AGALLAS
Ernesto Vicente Salcedo Aparicio
La memoria me falla a menudo, pero el recuerdo de los Sanfermines del año dos mil veintiuno jamás se ha perdido en las brumas del olvido. Sin mucho esfuerzo me veo, con doce años, asomado al balcón sobre la marabunta que, ansiosa, llenaba la calle Estafeta.
Con la inocencia y el miedo del que aún no ha traspasado la cruel frontera entre la niñez y la juventud agarraba, con fuerza, la mano de mi padre. Mi corazón era incapaz de enterrar lo vivido el año anterior.
Segundos antes del frenesí, él, con dificultad, se soltó de mí.
—Escucha con atención, hijo. Hoy solo quiero que te fijes en los ojos de los toros.
— Pero a mí me gusta verlos correr, papá. No lo entiendo.
—Hazme caso, algún día lo comprenderás.
Reconozco que tardé mucho, quizá demasiado, en entender que la vida, a veces, te hace dudar sobre si seguir o no, pero al final sabes que, aunque el pasado no vuelva y el futuro sea incierto, debes seguir intentando librarte de tus miedos. Tal vez nunca lo consigas, pero al menos debes luchar con todo el coraje que tu corazón alberga. Eso es lo que vi, aquel día, en aquellas pupilas salvajes.

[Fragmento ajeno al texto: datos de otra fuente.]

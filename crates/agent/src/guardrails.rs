use std::collections::BTreeSet;

#[derive(Clone, Debug, PartialEq, Eq)]
pub enum GuardrailDecision {
    Allow,
    Deny { reason_code: &'static str, fallback_path: &'static str },
}

impl GuardrailDecision {
    pub fn is_allowed(&self) -> bool {
        matches!(self, Self::Allow)
    }
}

/// Rules a model rewrite of an assistant prompt has to satisfy before it is shown.
#[derive(Clone, Debug, PartialEq, Eq)]
pub struct GuardrailPolicy {
    pub llm_can_quote_prices: bool,
    /// Rewrite may be at most this many times longer than the original.
    pub max_length_ratio: usize,
}

impl Default for GuardrailPolicy {
    fn default() -> Self {
        Self { llm_can_quote_prices: false, max_length_ratio: 3 }
    }
}

const FALLBACK: &str = "deterministic_prompt";

impl GuardrailPolicy {
    pub fn evaluate(&self, original: &str, rewrite: &str) -> GuardrailDecision {
        let rewrite = rewrite.trim();
        if rewrite.is_empty() {
            return deny("empty_rewrite");
        }

        if !self.llm_can_quote_prices {
            if rewrite.contains('$') && !original.contains('$') {
                return deny("price_introduced");
            }
            let known = figures(original);
            if figures(rewrite).iter().any(|figure| !known.contains(figure)) {
                return deny("figure_introduced");
            }
        }

        if original.contains('?') && !rewrite.contains('?') {
            return deny("question_dropped");
        }

        let limit = original.chars().count().max(40) * self.max_length_ratio;
        if rewrite.chars().count() > limit {
            return deny("rewrite_too_long");
        }

        GuardrailDecision::Allow
    }
}

fn deny(reason_code: &'static str) -> GuardrailDecision {
    GuardrailDecision::Deny { reason_code, fallback_path: FALLBACK }
}

/// Digit runs, with thousands separators removed, e.g. `1,200` -> `1200`.
fn figures(text: &str) -> BTreeSet<String> {
    let mut found = BTreeSet::new();
    let mut current = String::new();
    let mut chars = text.chars().peekable();
    while let Some(ch) = chars.next() {
        if ch.is_ascii_digit() {
            current.push(ch);
        } else if ch == ',' && !current.is_empty() && chars.peek().is_some_and(char::is_ascii_digit)
        {
            continue;
        } else if !current.is_empty() {
            found.insert(std::mem::take(&mut current));
        }
    }
    if !current.is_empty() {
        found.insert(current);
    }
    found
}

#[cfg(test)]
mod tests {
    use super::{GuardrailDecision, GuardrailPolicy};

    const ORIGINAL: &str = "How many square feet of walls are we painting?";

    fn reason(decision: GuardrailDecision) -> &'static str {
        match decision {
            GuardrailDecision::Deny { reason_code, .. } => reason_code,
            GuardrailDecision::Allow => "",
        }
    }

    #[test]
    fn friendly_rewrite_is_allowed() {
        let policy = GuardrailPolicy::default();
        let decision =
            policy.evaluate(ORIGINAL, "Great! Roughly how many square feet of wall should we cover?");
        assert_eq!(decision, GuardrailDecision::Allow);
    }

    #[test]
    fn rewrite_that_quotes_a_price_is_denied() {
        let policy = GuardrailPolicy::default();
        assert_eq!(
            reason(policy.evaluate(ORIGINAL, "Walls usually run $3 a foot. How many square feet?")),
            "price_introduced"
        );
        assert_eq!(
            reason(policy.evaluate(ORIGINAL, "Most rooms are 400 square feet. How big is yours?")),
            "figure_introduced"
        );
    }

    #[test]
    fn figures_already_in_the_prompt_may_be_repeated() {
        let policy = GuardrailPolicy::default();
        let original = "Got 1,200 sq ft of walls. Anything for ceilings?";
        let decision = policy.evaluate(original, "Noted, 1200 sq ft of walls. Any ceilings too?");
        assert!(decision.is_allowed());
    }

    #[test]
    fn dropped_question_and_empty_rewrite_are_denied() {
        let policy = GuardrailPolicy::default();
        assert_eq!(reason(policy.evaluate(ORIGINAL, "Tell me about the walls.")), "question_dropped");
        assert_eq!(reason(policy.evaluate(ORIGINAL, "   ")), "empty_rewrite");
    }

    #[test]
    fn rambling_rewrite_is_denied() {
        let policy = GuardrailPolicy::default();
        let rambling = format!("{} How many square feet?", "So ".repeat(200));
        assert_eq!(reason(policy.evaluate(ORIGINAL, &rambling)), "rewrite_too_long");
    }
}
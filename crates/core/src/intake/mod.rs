//! Multi-turn conversational intake: step catalogs, free-text parsing and the
//! machine that advances a conversation one message at a time.

pub mod catalog;
pub mod machine;
pub mod parse;
pub mod quote_chat;
pub mod setup;
pub mod slots;
pub mod state;

pub use catalog::{CatalogError, StepCatalog, StepDefinition, StepGraph, COMPLETE};
pub use machine::{IntakeMachine, TurnOutcome};
pub use quote_chat::QuoteChatCatalog;
pub use setup::{SetupCatalog, SetupOutcome};
pub use state::{FieldDelta, FieldValue, PartialState};
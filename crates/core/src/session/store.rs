use std::collections::HashMap;
use std::sync::{Arc, Mutex, MutexGuard};

use chrono::{DateTime, Duration, Utc};
use serde::{Deserialize, Serialize};
use thiserror::Error;

use crate::domain::company::{CompanyDefaults, CompanyId};
use crate::intake::state::{FieldDelta, PartialState};
use crate::session::clock::{Clock, SystemClock};

pub const DEFAULT_IDLE_MINUTES: i64 = 30;

#[derive(Clone, Copy, Debug, PartialEq, Eq, Hash, Serialize, Deserialize)]
#[serde(rename_all = "snake_case")]
pub enum FlowKind {
    QuoteChat,
    Setup,
}

impl FlowKind {
    pub fn as_str(&self) -> &'static str {
        match self {
            Self::QuoteChat => "quote_chat",
            Self::Setup => "setup",
        }
    }
}

#[derive(Clone, Debug, PartialEq, Eq, Serialize, Deserialize)]
#[serde(rename_all = "camelCase")]
pub struct ConversationSession {
    pub session_id: String,
    pub company_id: CompanyId,
    pub flow: FlowKind,
    /// `None` until the first turn has been answered.
    pub step_pointer: Option<String>,
    pub partial_state: PartialState,
    /// Rates captured when the session first needed them.
    #[serde(default, skip_serializing_if = "Option::is_none")]
    pub company_defaults: Option<CompanyDefaults>,
    pub created_at: DateTime<Utc>,
    pub last_activity_at: DateTime<Utc>,
    pub turn_count: u32,
}

impl ConversationSession {
    pub fn new(
        session_id: impl Into<String>,
        company_id: CompanyId,
        flow: FlowKind,
        now: DateTime<Utc>,
    ) -> Self {
        Self {
            session_id: session_id.into(),
            company_id,
            flow,
            step_pointer: None,
            partial_state: PartialState::default(),
            company_defaults: None,
            created_at: now,
            last_activity_at: now,
            turn_count: 0,
        }
    }

    pub fn is_idle(&self, now: DateTime<Utc>, idle_timeout: Duration) -> bool {
        now - self.last_activity_at > idle_timeout
    }

    /// Merges the delta, moves the pointer and counts the turn.
    pub fn apply(&mut self, update: SessionUpdate, now: DateTime<Utc>) {
        self.partial_state.merge(&update.delta);
        for path in &update.retracted {
            self.partial_state.remove(path);
        }
        if let Some(pointer) = update.step_pointer {
            self.step_pointer = Some(pointer);
        }
        if let Some(defaults) = update.company_defaults {
            self.company_defaults = Some(defaults);
        }
        self.last_activity_at = now;
        self.turn_count = self.turn_count.saturating_add(1);
    }
}

#[derive(Clone, Copy, Debug, PartialEq, Eq, Serialize, Deserialize)]
#[serde(rename_all = "snake_case")]
pub enum SessionOrigin {
    Created,
    Resumed,
    /// The previous session idled out or belonged to another flow.
    Restarted,
}

#[derive(Clone, Debug, PartialEq, Eq)]
pub struct SessionLookup {
    pub session: ConversationSession,
    pub origin: SessionOrigin,
}

#[derive(Clone, Debug, Default, PartialEq, Eq)]
pub struct SessionUpdate {
    pub delta: FieldDelta,
    pub step_pointer: Option<String>,
    pub company_defaults: Option<CompanyDefaults>,
    /// Paths dropped after the delta is merged, for answers that failed
    /// validation and must be asked again.
    pub retracted: Vec<String>,
}

#[derive(Clone, Debug, Error, PartialEq, Eq)]
pub enum SessionError {
    #[error("session `{session_id}` belongs to company {owner}, not {requested}")]
    CompanyMismatch { session_id: String, owner: CompanyId, requested: CompanyId },
    #[error("session `{0}` not found")]
    NotFound(String),
}

pub trait SessionStore: Send + Sync {
    /// Loads the session, creating it when absent and restarting it when
    /// idle or opened for another flow.
    fn get(
        &self,
        session_id: &str,
        company_id: CompanyId,
        flow: FlowKind,
    ) -> Result<SessionLookup, SessionError>;

    fn put(&self, session_id: &str, update: SessionUpdate) -> Result<ConversationSession, SessionError>;

    /// Returns whether a session was removed.
    fn clear(&self, session_id: &str) -> bool;
}

pub struct InMemorySessionStore {
    sessions: Mutex<HashMap<String, ConversationSession>>,
    clock: Arc<dyn Clock>,
    idle_timeout: Duration,
}

impl InMemorySessionStore {
    pub fn new(clock: Arc<dyn Clock>, idle_timeout: Duration) -> Self {
        Self { sessions: Mutex::new(HashMap::new()), clock, idle_timeout }
    }

    pub fn idle_timeout(&self) -> Duration {
        self.idle_timeout
    }

    pub fn len(&self) -> usize {
        self.lock().len()
    }

    pub fn is_empty(&self) -> bool {
        self.lock().is_empty()
    }

    fn lock(&self) -> MutexGuard<'_, HashMap<String, ConversationSession>> {
        match self.sessions.lock() {
            Ok(guard) => guard,
            Err(poisoned) => poisoned.into_inner(),
        }
    }
}

impl Default for InMemorySessionStore {
    fn default() -> Self {
        Self::new(Arc::new(SystemClock), Duration::minutes(DEFAULT_IDLE_MINUTES))
    }
}

impl SessionStore for InMemorySessionStore {
    fn get(
        &self,
        session_id: &str,
        company_id: CompanyId,
        flow: FlowKind,
    ) -> Result<SessionLookup, SessionError> {
        let now = self.clock.now();
        let idle_timeout = self.idle_timeout;
        let mut sessions = self.lock();
        // The requested id is kept so its expiry is reported as a restart.
        sessions.retain(|id, session| id == session_id || !session.is_idle(now, idle_timeout));

        let origin = match sessions.get(session_id) {
            None => SessionOrigin::Created,
            Some(existing) if existing.company_id != company_id => {
                return Err(SessionError::CompanyMismatch {
                    session_id: session_id.to_owned(),
                    owner: existing.company_id,
                    requested: company_id,
                });
            }
            Some(existing) if existing.flow != flow || existing.is_idle(now, self.idle_timeout) => {
                SessionOrigin::Restarted
            }
            Some(existing) => {
                return Ok(SessionLookup { session: existing.clone(), origin: SessionOrigin::Resumed });
            }
        };

        let session = ConversationSession::new(session_id, company_id, flow, now);
        sessions.insert(session_id.to_owned(), session.clone());
        Ok(SessionLookup { session, origin })
    }

    fn put(&self, session_id: &str, update: SessionUpdate) -> Result<ConversationSession, SessionError> {
        let now = self.clock.now();
        let mut sessions = self.lock();
        let session = sessions
            .get_mut(session_id)
            .ok_or_else(|| SessionError::NotFound(session_id.to_owned()))?;
        session.apply(update, now);
        Ok(session.clone())
    }

    fn clear(&self, session_id: &str) -> bool {
        self.lock().remove(session_id).is_some()
    }
}

#[cfg(test)]
mod tests {
    use std::sync::Arc;

    use chrono::{Duration, TimeZone, Utc};
    use rust_decimal::Decimal;

    use super::{
        FlowKind, InMemorySessionStore, SessionError, SessionOrigin, SessionStore, SessionUpdate,
        DEFAULT_IDLE_MINUTES,
    };
    use crate::domain::company::CompanyId;
    use crate::intake::state::FieldDelta;
    use crate::session::clock::ManualClock;

    fn store() -> (Arc<ManualClock>, InMemorySessionStore) {
        let start = Utc.with_ymd_and_hms(2026, 3, 2, 9, 0, 0).single().expect("valid start");
        let clock = Arc::new(ManualClock::new(start));
        let store =
            InMemorySessionStore::new(clock.clone(), Duration::minutes(DEFAULT_IDLE_MINUTES));
        (clock, store)
    }

    fn walls(sqft: i64) -> SessionUpdate {
        let mut delta = FieldDelta::default();
        delta.set_number("measurements.walls_sqft", Decimal::new(sqft, 0));
        SessionUpdate {
            delta,
            step_pointer: Some("ceilings_sqft".to_owned()),
            ..SessionUpdate::default()
        }
    }

    #[test]
    fn session_resumes_within_idle_window() {
        let (clock, store) = store();
        let created = store.get("s-1", CompanyId(1), FlowKind::QuoteChat).expect("created");
        assert_eq!(created.origin, SessionOrigin::Created);

        store.put("s-1", walls(400)).expect("put");
        clock.advance(Duration::minutes(29));

        let resumed = store.get("s-1", CompanyId(1), FlowKind::QuoteChat).expect("resumed");
        assert_eq!(resumed.origin, SessionOrigin::Resumed);
        assert_eq!(resumed.session.step_pointer.as_deref(), Some("ceilings_sqft"));
        assert_eq!(
            resumed.session.partial_state.number("measurements.walls_sqft"),
            Some(Decimal::new(400, 0))
        );
        assert_eq!(resumed.session.turn_count, 1);
    }

    #[test]
    fn session_idle_for_thirty_one_minutes_restarts_empty() {
        let (clock, store) = store();
        store.get("s-1", CompanyId(1), FlowKind::QuoteChat).expect("created");
        store.put("s-1", walls(400)).expect("put");

        clock.advance(Duration::minutes(31));

        let lookup = store.get("s-1", CompanyId(1), FlowKind::QuoteChat).expect("restarted");
        assert_eq!(lookup.origin, SessionOrigin::Restarted);
        assert!(lookup.session.partial_state.is_empty());
        assert_eq!(lookup.session.step_pointer, None);
        assert_eq!(lookup.session.turn_count, 0);
    }

    #[test]
    fn retracted_paths_are_dropped_after_the_merge() {
        let (_, store) = store();
        store.get("s-1", CompanyId(1), FlowKind::QuoteChat).expect("created");
        store.put("s-1", walls(2_000_000)).expect("put");

        let session = store
            .put(
                "s-1",
                SessionUpdate {
                    step_pointer: Some("walls_sqft".to_owned()),
                    retracted: vec!["measurements.walls_sqft".to_owned()],
                    ..SessionUpdate::default()
                },
            )
            .expect("retract");
        assert_eq!(session.partial_state.number("measurements.walls_sqft"), None);
        assert_eq!(session.step_pointer.as_deref(), Some("walls_sqft"));
    }

    #[test]
    fn abandoned_sessions_are_dropped_once_idle() {
        let (clock, store) = store();
        store.get("abandoned", CompanyId(1), FlowKind::QuoteChat).expect("created");
        store.get("also-abandoned", CompanyId(2), FlowKind::Setup).expect("created");
        clock.advance(Duration::minutes(31));

        store.get("s-new", CompanyId(1), FlowKind::QuoteChat).expect("created");
        assert_eq!(store.len(), 1);
        assert_eq!(
            store.get("abandoned", CompanyId(1), FlowKind::QuoteChat).expect("fresh").origin,
            SessionOrigin::Created
        );
    }

    #[test]
    fn company_mismatch_is_a_hard_error() {
        let (_, store) = store();
        store.get("s-1", CompanyId(1), FlowKind::Setup).expect("created");

        let error = store.get("s-1", CompanyId(2), FlowKind::Setup).expect_err("mismatch");
        assert!(matches!(error, SessionError::CompanyMismatch { .. }));
    }

    #[test]
    fn switching_flow_restarts_the_session() {
        let (_, store) = store();
        store.get("s-1", CompanyId(1), FlowKind::Setup).expect("created");
        store.put("s-1", walls(10)).expect("put");

        let lookup = store.get("s-1", CompanyId(1), FlowKind::QuoteChat).expect("restarted");
        assert_eq!(lookup.origin, SessionOrigin::Restarted);
        assert_eq!(lookup.session.flow, FlowKind::QuoteChat);
    }

    #[test]
    fn put_requires_a_loaded_session_and_clear_removes_it() {
        let (_, store) = store();
        assert!(matches!(store.put("missing", walls(1)), Err(SessionError::NotFound(_))));

        store.get("s-1", CompanyId(1), FlowKind::QuoteChat).expect("created");
        assert_eq!(store.len(), 1);
        assert!(store.clear("s-1"));
        assert!(!store.clear("s-1"));
        assert!(store.is_empty());
    }
}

NUNCA HABÍA SIDO MUY SANFERMINERO
Mikel Belasko Ortega
Nunca había sido muy sanferminero y, con la edad, cada vez menos. De hecho, la suspensión de los sanfermines de 2020 a causa del coronavirus no solo no le dolió sino que le produjo una inconfesable alegría. Todo era positivo en el análisis de esta nueva normalidad.
El primer día iba a quedar eximido de cumplir con ritos que le ahogaban anualmente. No tendría que buscar en Internet, se avergonzaba de no saberlo, si la faja debía atarse a la izquierda o la derecha. No debería enfrentarse al dilema de si ponerse el pañuelico rojo para el almuerzo o cumplir con el dogma de esperar al chupinazo para atárselo. ¡Agotador!
La procesión le gustaba, pero nunca se aclaraba con sus horarios de ida y vuelta. Al final acababa viéndola por televisión y esto también le generaba insatisfacción.
El resto de los días el beneficio no era tanto. Bien es cierto que no tendría que madrugar para ver unos encierros que acababa maldiciendo por sus carreras limpias y antideslizantes protagonizadas por corredores glamurosos.
Entonces sonó el teléfono. La cuadrilla había reservado sitio para almorzar el día seis.
Corrió entonces al trastero. Había olvidado el rito cero: comprobar el estado y ubicación de la ropa sanferminera.